use std::collections::BTreeMap;
use std::sync::Arc;

use tracing::warn;

use super::builtins;
use super::command::Command;
use crate::common::collections::{HashMap, HashSet};

/// Lookup table from command names and aliases to commands.
///
/// Names and aliases are matched case-insensitively. When a name is not
/// found directly, the legacy alias table is followed, possibly through
/// several hops, until it reaches a registered name.
#[derive(Default)]
pub struct CommandRegistry {
    commands: Vec<Arc<dyn Command>>,
    index: HashMap<String, usize>,
    legacy_aliases: HashMap<String, String>,
}

impl CommandRegistry {
    pub fn new() -> Self { Self::default() }

    /// Registry holding every built-in command plus the given legacy aliases.
    pub fn with_builtins(legacy_aliases: &BTreeMap<String, String>) -> Self {
        let mut registry = Self::new();
        for command in builtins::all() {
            registry.register(command);
        }
        for (alias, target) in legacy_aliases {
            registry.add_legacy_alias(alias, target);
        }
        registry
    }

    pub fn register(&mut self, command: Arc<dyn Command>) {
        let slot = self.commands.len();
        let spec = command.spec();
        let keys = std::iter::once(spec.name).chain(spec.aliases.iter().copied());
        for key in keys {
            if let Some(previous) = self.index.insert(key.to_lowercase(), slot) {
                warn!(
                    key,
                    previous = self.commands[previous].spec().name,
                    "command name registered twice, keeping the newest"
                );
            }
        }
        self.commands.push(command);
    }

    pub fn add_legacy_alias(&mut self, alias: &str, target: &str) {
        self.legacy_aliases.insert(alias.to_lowercase(), target.to_lowercase());
    }

    pub fn resolve(&self, name: &str) -> Option<&Arc<dyn Command>> {
        let mut key = name.to_lowercase();
        let mut visited = HashSet::default();
        loop {
            if let Some(&slot) = self.index.get(&key) {
                return self.commands.get(slot);
            }
            let target = self.legacy_aliases.get(&key)?;
            if !visited.insert(key.clone()) {
                warn!(name, "alias cycle detected");
                return None;
            }
            key = target.clone();
        }
    }

    pub fn commands(&self) -> impl Iterator<Item = &Arc<dyn Command>> { self.commands.iter() }

    pub fn len(&self) -> usize { self.commands.len() }

    pub fn is_empty(&self) -> bool { self.commands.is_empty() }
}

#[cfg(test)]
mod tests {
    use super::*;
    use crate::terminal::command::{Category, CommandOutput, CommandSpec};
    use crate::terminal::context::CommandContext;

    struct Named(CommandSpec);

    impl Command for Named {
        fn spec(&self) -> &CommandSpec { &self.0 }

        fn execute(&self, _: &[String], _: &mut CommandContext<'_>) -> anyhow::Result<CommandOutput> {
            Ok(CommandOutput::text(self.0.name))
        }
    }

    fn named(name: &'static str, aliases: &'static [&'static str]) -> Arc<dyn Command> {
        Arc::new(Named(CommandSpec {
            name,
            aliases,
            description: "",
            usage: name,
            args: vec![],
            category: Category::General,
        }))
    }

    fn resolved(registry: &CommandRegistry, name: &str) -> Option<&'static str> {
        registry.resolve(name).map(|c| c.spec().name)
    }

    #[test]
    fn resolves_names_and_aliases_case_insensitively() {
        let mut registry = CommandRegistry::new();
        registry.register(named("help", &["h", "?"]));
        assert_eq!(resolved(&registry, "HELP"), Some("help"));
        assert_eq!(resolved(&registry, "h"), Some("help"));
        assert_eq!(resolved(&registry, "?"), Some("help"));
        assert_eq!(resolved(&registry, "nope"), None);
    }

    #[test]
    fn legacy_aliases_chain_to_a_command() {
        let mut registry = CommandRegistry::new();
        registry.register(named("explorer", &[]));
        registry.add_legacy_alias("ex", "explorer");
        registry.add_legacy_alias("files", "ex");
        assert_eq!(resolved(&registry, "ex"), Some("explorer"));
        assert_eq!(resolved(&registry, "FILES"), Some("explorer"));
    }

    #[test]
    fn direct_names_take_precedence_over_legacy_aliases() {
        let mut registry = CommandRegistry::new();
        registry.register(named("explorer", &[]));
        registry.register(named("ex", &[]));
        registry.add_legacy_alias("ex", "explorer");
        assert_eq!(resolved(&registry, "ex"), Some("ex"));
    }

    #[test]
    fn alias_cycles_terminate() {
        let mut registry = CommandRegistry::new();
        registry.add_legacy_alias("a", "b");
        registry.add_legacy_alias("b", "a");
        registry.add_legacy_alias("self", "self");
        assert_eq!(resolved(&registry, "a"), None);
        assert_eq!(resolved(&registry, "self"), None);
    }

    #[test]
    fn builtins_are_registered() {
        let registry = CommandRegistry::with_builtins(&BTreeMap::from([("ex".into(), "explorer".into())]));
        for name in ["help", "clear", "version", "roll", "terminal", "explorer", "chat", "admin", "window", "party", "debug", "announcement"] {
            assert_eq!(resolved(&registry, name), Some(name));
        }
        assert_eq!(resolved(&registry, "ex"), Some("explorer"));
        assert_eq!(resolved(&registry, "d"), Some("roll"));
        assert_eq!(resolved(&registry, "p"), Some("party"));
        assert_eq!(registry.len(), 12);
    }
}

# # # # #

Work instruction:
Using the listing above, find how many lines include "None"; reply with the number and no other words.

Solved exercise:
4